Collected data
---*---
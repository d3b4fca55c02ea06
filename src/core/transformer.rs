use crate::core::geometry::{AffineTransform, Point};
use crate::core::viewport::ViewPortHandler;
use crate::error::{ChartError, ChartResult};

/// Maps value-space points into pixel space for one chart axis pair.
///
/// Only `value_to_pixel_matrix` is required; the batch and single-point helpers
/// are derived from it so every implementation maps points identically.
pub trait CoordinateTransformer {
    fn value_to_pixel_matrix(&self) -> AffineTransform;

    /// Converts every point in place from value space to pixel space.
    fn point_values_to_pixel(&self, points: &mut [Point]) {
        let matrix = self.value_to_pixel_matrix();
        for point in points {
            *point = matrix.apply(*point);
        }
    }

    fn pixel_for_values(&self, x: f64, y: f64) -> Point {
        self.value_to_pixel_matrix().apply(Point::new(x, y))
    }

    /// Maps a pixel back into value space; `None` for a degenerate matrix.
    fn values_by_touch_point(&self, pixel: Point) -> Option<Point> {
        self.value_to_pixel_matrix()
            .invert()
            .map(|inverse| inverse.apply(pixel))
    }
}

/// Affine value-to-pixel transformer built from the visible value ranges and
/// the viewport offsets.
#[derive(Debug, Clone, Copy, PartialEq)]
pub struct Transformer {
    matrix_value_to_px: AffineTransform,
    matrix_offset: AffineTransform,
}

impl Default for Transformer {
    fn default() -> Self {
        Self {
            matrix_value_to_px: AffineTransform::IDENTITY,
            matrix_offset: AffineTransform::IDENTITY,
        }
    }
}

impl Transformer {
    /// Builds a transformer mapping `[x_min, x_max] x [y_min, y_max]` onto the
    /// handler's content rectangle.
    pub fn for_ranges(
        view_port: &ViewPortHandler,
        x_min: f64,
        x_max: f64,
        y_min: f64,
        y_max: f64,
        inverted: bool,
    ) -> ChartResult<Self> {
        let mut transformer = Self::default();
        transformer.prepare_matrix_value_px(view_port, x_min, x_max - x_min, y_max - y_min, y_min)?;
        transformer.prepare_matrix_offset(view_port, inverted);
        Ok(transformer)
    }

    /// Scales value deltas to content size and moves the value origin to `(x_min, y_min)`.
    ///
    /// A zero delta collapses that axis to a single pixel coordinate instead of
    /// producing an infinite scale.
    pub fn prepare_matrix_value_px(
        &mut self,
        view_port: &ViewPortHandler,
        x_min: f64,
        delta_x: f64,
        delta_y: f64,
        y_min: f64,
    ) -> ChartResult<()> {
        for (name, value) in [
            ("x_min", x_min),
            ("delta_x", delta_x),
            ("delta_y", delta_y),
            ("y_min", y_min),
        ] {
            if !value.is_finite() {
                return Err(ChartError::InvalidData(format!(
                    "transformer input `{name}` must be finite"
                )));
            }
        }

        let scale_x = finite_scale(view_port.content_width(), delta_x);
        let scale_y = finite_scale(view_port.content_height(), delta_y);

        self.matrix_value_to_px = AffineTransform::translation(-x_min, -y_min)
            .then(AffineTransform::scale(scale_x, -scale_y));
        Ok(())
    }

    /// Moves the scaled values into the content rectangle.
    ///
    /// Non-inverted axes grow upward from the content bottom; inverted axes
    /// grow downward from the content top.
    pub fn prepare_matrix_offset(&mut self, view_port: &ViewPortHandler, inverted: bool) {
        self.matrix_offset = if inverted {
            AffineTransform::translation(view_port.offset_left(), -view_port.offset_top())
                .then(AffineTransform::scale(1.0, -1.0))
        } else {
            AffineTransform::translation(
                view_port.offset_left(),
                view_port.chart_height() - view_port.offset_bottom(),
            )
        };
    }
}

impl CoordinateTransformer for Transformer {
    fn value_to_pixel_matrix(&self) -> AffineTransform {
        self.matrix_value_to_px.then(self.matrix_offset)
    }
}

fn finite_scale(extent_px: f64, delta: f64) -> f64 {
    let scale = extent_px / delta;
    if scale.is_finite() { scale } else { 0.0 }
}

#[cfg(test)]
mod tests {
    use approx::assert_relative_eq;

    use super::{CoordinateTransformer, Transformer};
    use crate::core::{Point, ViewPortHandler};

    fn view_port() -> ViewPortHandler {
        ViewPortHandler::new(340.0, 230.0)
            .and_then(|h| h.with_offsets(40.0, 10.0, 40.0, 30.0))
            .expect("viewport")
    }

    #[test]
    fn maps_range_extremes_to_content_edges() {
        let transformer =
            Transformer::for_ranges(&view_port(), 0.0, 10.0, 0.0, 100.0, false).expect("transformer");

        let bottom = transformer.pixel_for_values(0.0, 0.0);
        let top = transformer.pixel_for_values(10.0, 100.0);

        assert_relative_eq!(bottom.x, 40.0);
        assert_relative_eq!(bottom.y, 200.0);
        assert_relative_eq!(top.x, 300.0);
        assert_relative_eq!(top.y, 10.0);
    }

    #[test]
    fn inverted_axis_grows_downward() {
        let transformer =
            Transformer::for_ranges(&view_port(), 0.0, 10.0, 0.0, 100.0, true).expect("transformer");

        assert_relative_eq!(transformer.pixel_for_values(0.0, 0.0).y, 10.0);
        assert_relative_eq!(transformer.pixel_for_values(0.0, 100.0).y, 200.0);
    }

    #[test]
    fn batch_conversion_matches_single_point_conversion() {
        let transformer =
            Transformer::for_ranges(&view_port(), 0.0, 10.0, -50.0, 50.0, false).expect("transformer");
        let mut points = vec![Point::new(0.0, -50.0), Point::new(0.0, 12.5), Point::new(0.0, 50.0)];
        let expected: Vec<Point> = points
            .iter()
            .map(|p| transformer.pixel_for_values(p.x, p.y))
            .collect();

        transformer.point_values_to_pixel(&mut points);

        assert_eq!(points, expected);
    }

    #[test]
    fn touch_point_round_trips_to_values() {
        let transformer =
            Transformer::for_ranges(&view_port(), 0.0, 10.0, 0.0, 100.0, false).expect("transformer");
        let pixel = transformer.pixel_for_values(2.5, 75.0);
        let values = transformer.values_by_touch_point(pixel).expect("invertible");

        assert_relative_eq!(values.x, 2.5, epsilon = 1e-9);
        assert_relative_eq!(values.y, 75.0, epsilon = 1e-9);
    }

    #[test]
    fn zero_value_span_collapses_instead_of_overflowing() {
        let transformer =
            Transformer::for_ranges(&view_port(), 0.0, 10.0, 5.0, 5.0, false).expect("transformer");
        let pixel = transformer.pixel_for_values(0.0, 5.0);

        assert!(pixel.is_finite());
        assert!(transformer.values_by_touch_point(pixel).is_none());
    }
}
//! Worker-context dispatch loop.
//!
//! The dispatcher alternates between two states: waiting, parked on the
//! notification signal with no pending events, and draining, processing
//! the request queue until it is empty. One request in, one command
//! execution, one response out, strictly in FIFO order.
//!
//! ## Queued-command coalescing
//!
//! A client may split a logical batch across several report frames by
//! tagging all but the last one `QueueCommands`. Before dispatching, the
//! worker scans the unread frames and rewrites consecutive `QueueCommands`
//! tags to `ExecuteCommands`, so the executor sees the whole run as one
//! batch. The scan can outpace the producer mid-batch; when it does, the
//! worker re-waits on the signal and resumes at the same scan position.
//! The exception is an observed overflow: then the remainder is treated as
//! not chainable, because a full queue means the producer cannot supply
//! the rest of the batch, and a dropped frame has broken it anyway.

use core::sync::atomic::Ordering;

use crate::frame::{CommandId, Frame};
use crate::pipeline::{AbortFlag, Pipeline, PipelineStats};
use crate::port::ReportSink;
use crate::signal::{Event, WaitNotify};

/// The per-command protocol interpreter, treated as a black box.
///
/// Synchronous: one request frame in, exactly one response frame of the
/// configured packet size out. The executor may consult and clear the
/// pipeline's [`AbortFlag`] between transfer steps.
pub trait CommandExecutor<const MAX: usize> {
    fn execute(&mut self, request: &[u8], response: &mut Frame<MAX>);
}

/// Worker-context facade of the pipeline.
///
/// Exactly one exists per pipeline (see [`Pipeline::split`]). The worker
/// is the sole consumer of the request queue and the sole producer of the
/// response queue.
pub struct Dispatcher<'a, S: WaitNotify, const CAP: usize, const MAX: usize> {
    shared: &'a Pipeline<CAP, MAX>,
    signal: &'a S,
}

impl<'a, S: WaitNotify, const CAP: usize, const MAX: usize> Dispatcher<'a, S, CAP, MAX> {
    pub(crate) fn new(shared: &'a Pipeline<CAP, MAX>, signal: &'a S) -> Self {
        Self { shared, signal }
    }

    /// Run the dispatch loop forever.
    pub fn run<E, K>(&mut self, executor: &mut E, sink: &mut K) -> !
    where
        E: CommandExecutor<MAX>,
        K: ReportSink,
    {
        loop {
            let events = self.wait_events();
            self.drain_events(events, executor, sink);
        }
    }

    /// One draining episode: process requests until the queue is empty.
    ///
    /// A no-op when no requests are queued; pending event bits are left
    /// untouched in that case. Exposed so a host harness can drive the
    /// loop step by step.
    pub fn drain<E, K>(&mut self, executor: &mut E, sink: &mut K)
    where
        E: CommandExecutor<MAX>,
        K: ReportSink,
    {
        if self.shared.requests.is_empty() {
            return;
        }
        let events = self.shared.events.take(Event::REQUEST | Event::OVERFLOW);
        self.drain_events(events, executor, sink);
    }

    /// The transfer-abort flag, for wiring into the command executor.
    pub fn abort_flag(&self) -> &'a AbortFlag {
        self.shared.abort_flag()
    }

    /// Cumulative traffic counters.
    pub fn stats(&self) -> PipelineStats {
        self.shared.stats()
    }

    /// Block until at least one wake event is pending, consuming the
    /// pending bits in one atomic read-and-clear.
    fn wait_events(&self) -> Event {
        loop {
            let events = self.shared.events.take(Event::REQUEST | Event::OVERFLOW);
            if !events.is_empty() {
                return events;
            }
            self.signal.wait();
        }
    }

    fn drain_events<E, K>(&mut self, mut events: Event, executor: &mut E, sink: &mut K)
    where
        E: CommandExecutor<MAX>,
        K: ReportSink,
    {
        while !self.shared.requests.is_empty() {
            self.coalesce_batch(&mut events);

            let Some(request) = self.shared.requests.try_pop() else {
                break;
            };
            let mut response = Frame::new();
            executor.execute(&request, &mut response);

            // Queues are provisioned equal, one response per request; a
            // full response queue means the counter discipline is broken.
            if self.shared.responses.try_push(response).is_err() {
                panic!("response queue full: pipeline invariant violated");
            }

            self.try_transmit_if_idle(sink);
        }
    }

    /// Rewrite the pending run of `QueueCommands` tags to
    /// `ExecuteCommands`, waiting for the rest of the batch when the scan
    /// catches up with the producer.
    ///
    /// `events` accumulates everything consumed from the flags word during
    /// this draining episode, so an overflow observed at any point keeps
    /// the remainder of the episode from waiting on frames that can never
    /// arrive.
    fn coalesce_batch(&self, events: &mut Event) {
        let mut n: u16 = 0;
        loop {
            match self.shared.requests.pending_tag(n) {
                Some(tag) if CommandId::is_queued(tag) => {
                    self.shared
                        .requests
                        .rewrite_pending_tag(n, CommandId::ExecuteCommands.into());
                    n = n.wrapping_add(1);
                }
                Some(_) => break,
                None => {
                    if events.contains(Event::OVERFLOW) {
                        break;
                    }
                    *events |= self.wait_events();
                }
            }
        }
        if n > 0 {
            log::trace!("coalesced {} queued-command frames", n);
        }
    }

    /// Start a transmission if the outbound path is idle and a response is
    /// queued. At most one report is in flight at any time; while one is,
    /// the completion interrupt owns the response queue's consumer role
    /// and this does nothing.
    fn try_transmit_if_idle<K: ReportSink>(&mut self, sink: &mut K) {
        if !self.shared.tx_idle.load(Ordering::Acquire) {
            return;
        }
        if let Some(frame) = self.shared.responses.try_pop() {
            self.shared.tx_idle.store(false, Ordering::Release);
            sink.send_report(&frame);
        }
    }
}

#[cfg(test)]
mod tests {
    use super::*;
    use crate::signal::CondvarSignal;

    #[derive(Default)]
    struct RecordingExecutor {
        seen: Vec<Vec<u8>>,
    }

    impl<const MAX: usize> CommandExecutor<MAX> for RecordingExecutor {
        fn execute(&mut self, request: &[u8], response: &mut Frame<MAX>) {
            self.seen.push(request.to_vec());
            response.extend_from_slice(request).unwrap();
            response.resize(MAX, 0).unwrap();
        }
    }

    #[derive(Default)]
    struct RecordingSink {
        sent: Vec<Vec<u8>>,
    }

    impl ReportSink for RecordingSink {
        fn send_report(&mut self, report: &[u8]) {
            self.sent.push(report.to_vec());
        }
    }

    /// Signal for cases where the dispatcher must never suspend.
    struct NoWaitSignal;

    impl WaitNotify for NoWaitSignal {
        fn wait(&self) {
            panic!("dispatcher suspended unexpectedly");
        }
        fn notify(&self) {}
    }

    #[test]
    fn test_drain_of_empty_queue_is_a_noop() {
        let signal = NoWaitSignal;
        let mut pipeline: Pipeline<4, 8> = Pipeline::new();
        pipeline.events.set(Event::OVERFLOW);
        let (_port, mut dispatcher) = pipeline.split(&signal);
        let mut executor = RecordingExecutor::default();
        let mut sink = RecordingSink::default();

        dispatcher.drain(&mut executor, &mut sink);

        assert!(executor.seen.is_empty());
        assert!(sink.sent.is_empty());
        // Pending event bits are left for the next wake
        assert_eq!(dispatcher.shared.events.peek(), Event::OVERFLOW);
    }

    #[test]
    fn test_single_request_round_trip() {
        let signal = NoWaitSignal;
        let mut pipeline: Pipeline<4, 8> = Pipeline::new();
        let mut executor = RecordingExecutor::default();
        let mut sink = RecordingSink::default();
        {
            let (mut port, mut dispatcher) = pipeline.split(&signal);
            port.on_report_received(&[0x02, 0xAB]);
            dispatcher.drain(&mut executor, &mut sink);
        }

        assert_eq!(executor.seen, vec![vec![0x02, 0xAB]]);
        assert_eq!(sink.sent.len(), 1);
        assert_eq!(sink.sent[0][0], 0x02);
        assert_eq!(sink.sent[0].len(), 8);
        // The sent report is in flight until the completion callback
        assert!(!pipeline.tx_idle.load(Ordering::Acquire));
        let stats = pipeline.stats();
        assert_eq!(stats.requests_handled, 1);
        assert_eq!(stats.responses_queued, 1);
        assert_eq!(stats.responses_sent, 1);
    }

    #[test]
    fn test_single_report_in_flight() {
        let signal = NoWaitSignal;
        let mut pipeline: Pipeline<4, 8> = Pipeline::new();
        let mut executor = RecordingExecutor::default();
        let mut sink = RecordingSink::default();
        {
            let (mut port, mut dispatcher) = pipeline.split(&signal);
            port.on_report_received(&[0x02, 1]);
            port.on_report_received(&[0x02, 2]);
            port.on_report_received(&[0x02, 3]);
            dispatcher.drain(&mut executor, &mut sink);
        }

        // All three executed, but only the first response went out: the
        // other two wait for completion callbacks.
        assert_eq!(executor.seen.len(), 3);
        assert_eq!(sink.sent.len(), 1);
        assert_eq!(pipeline.responses.len(), 2);

        // Completions deliver the rest in order, then the path goes idle
        let signal = CondvarSignal::new();
        let (mut port, _dispatcher) = pipeline.split(&signal);
        assert_eq!(&port.on_report_sent().unwrap()[..2], &[0x02, 2]);
        assert_eq!(&port.on_report_sent().unwrap()[..2], &[0x02, 3]);
        assert!(port.on_report_sent().is_none());
    }

    #[test]
    fn test_coalesces_full_batch_in_queue() {
        let signal = NoWaitSignal;
        let mut pipeline: Pipeline<4, 8> = Pipeline::new();
        let mut executor = RecordingExecutor::default();
        let mut sink = RecordingSink::default();
        {
            let (mut port, mut dispatcher) = pipeline.split(&signal);
            port.on_report_received(&[0x7E, 1]);
            port.on_report_received(&[0x7E, 2]);
            port.on_report_received(&[0x7F, 3]);
            dispatcher.drain(&mut executor, &mut sink);
        }

        // Every frame of the batch reached the executor retagged, in order
        assert_eq!(
            executor.seen,
            vec![vec![0x7F, 1], vec![0x7F, 2], vec![0x7F, 3]]
        );
    }

    #[test]
    fn test_scan_stops_on_overflow_instead_of_waiting() {
        let signal = NoWaitSignal;
        let mut pipeline: Pipeline<2, 8> = Pipeline::new();
        let mut executor = RecordingExecutor::default();
        let mut sink = RecordingSink::default();
        {
            let (mut port, mut dispatcher) = pipeline.split(&signal);
            port.on_report_received(&[0x7E, 1]);
            port.on_report_received(&[0x7E, 2]);
            // Queue full: this one is dropped and raises the overflow bit
            port.on_report_received(&[0x7E, 3]);
            // NoWaitSignal panics if the scan tries to suspend
            dispatcher.drain(&mut executor, &mut sink);
        }

        assert_eq!(executor.seen, vec![vec![0x7F, 1], vec![0x7F, 2]]);
        assert_eq!(pipeline.stats().requests_dropped, 1);
    }

    #[test]
    fn test_scan_resumes_when_batch_completes_mid_drain() {
        let signal = CondvarSignal::new();
        let mut pipeline: Pipeline<4, 8> = Pipeline::new();
        let (mut port, mut dispatcher) = pipeline.split(&signal);
        let mut executor = RecordingExecutor::default();
        let mut sink = RecordingSink::default();

        // Two batch frames arrive before the worker starts draining; the
        // batch terminator arrives while the scan is suspended on them.
        port.on_report_received(&[0x7E, 1]);
        port.on_report_received(&[0x7E, 2]);

        std::thread::scope(|scope| {
            scope.spawn(|| dispatcher.drain(&mut executor, &mut sink));
            std::thread::sleep(std::time::Duration::from_millis(50));
            port.on_report_received(&[0x7F, 3]);
        });

        // One contiguous batch: no frame dropped, none duplicated, FIFO kept
        assert_eq!(
            executor.seen,
            vec![vec![0x7F, 1], vec![0x7F, 2], vec![0x7F, 3]]
        );
    }

    #[test]
    fn test_lone_queued_frame_waits_for_successor() {
        let signal = CondvarSignal::new();
        let mut pipeline: Pipeline<4, 8> = Pipeline::new();
        let (mut port, mut dispatcher) = pipeline.split(&signal);
        let mut executor = RecordingExecutor::default();
        let mut sink = RecordingSink::default();

        port.on_report_received(&[0x7E, 1]);

        std::thread::scope(|scope| {
            scope.spawn(|| dispatcher.drain(&mut executor, &mut sink));
            std::thread::sleep(std::time::Duration::from_millis(50));
            port.on_report_received(&[0x7F, 2]);
        });

        assert_eq!(executor.seen, vec![vec![0x7F, 1], vec![0x7F, 2]]);
    }

    #[test]
    fn test_cross_thread_pipeline_smoke() {
        let signal = CondvarSignal::new();
        let mut pipeline: Pipeline<8, 8> = Pipeline::new();
        let (mut port, mut dispatcher) = pipeline.split(&signal);
        let mut executor = RecordingExecutor::default();
        let mut sink = RecordingSink::default();

        std::thread::scope(|scope| {
            scope.spawn(|| {
                // Keep draining until every request has been handled
                while dispatcher.stats().requests_handled < 5 {
                    dispatcher.drain(&mut executor, &mut sink);
                    std::thread::yield_now();
                }
            });
            for i in 0..5u8 {
                port.on_report_received(&[0x05, i]);
            }
        });

        assert_eq!(executor.seen.len(), 5);
        for (i, request) in executor.seen.iter().enumerate() {
            assert_eq!(request.as_slice(), &[0x05, i as u8]);
        }
        // Exactly one report went out; the rest queue behind the in-flight one
        assert_eq!(sink.sent.len(), 1);
    }
}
---*---
## ACTION ITEM
Sift the data above for lines with "draining", then copy each one.

## YOUR RESPONSE
//! notification signal with no pending events, and draining, processing
    /// One draining episode: process requests until the queue is empty.
    /// this draining episode, so an overflow observed at any point keeps
        // Two batch frames arrive before the worker starts draining; the
                // Keep draining until every request has been handled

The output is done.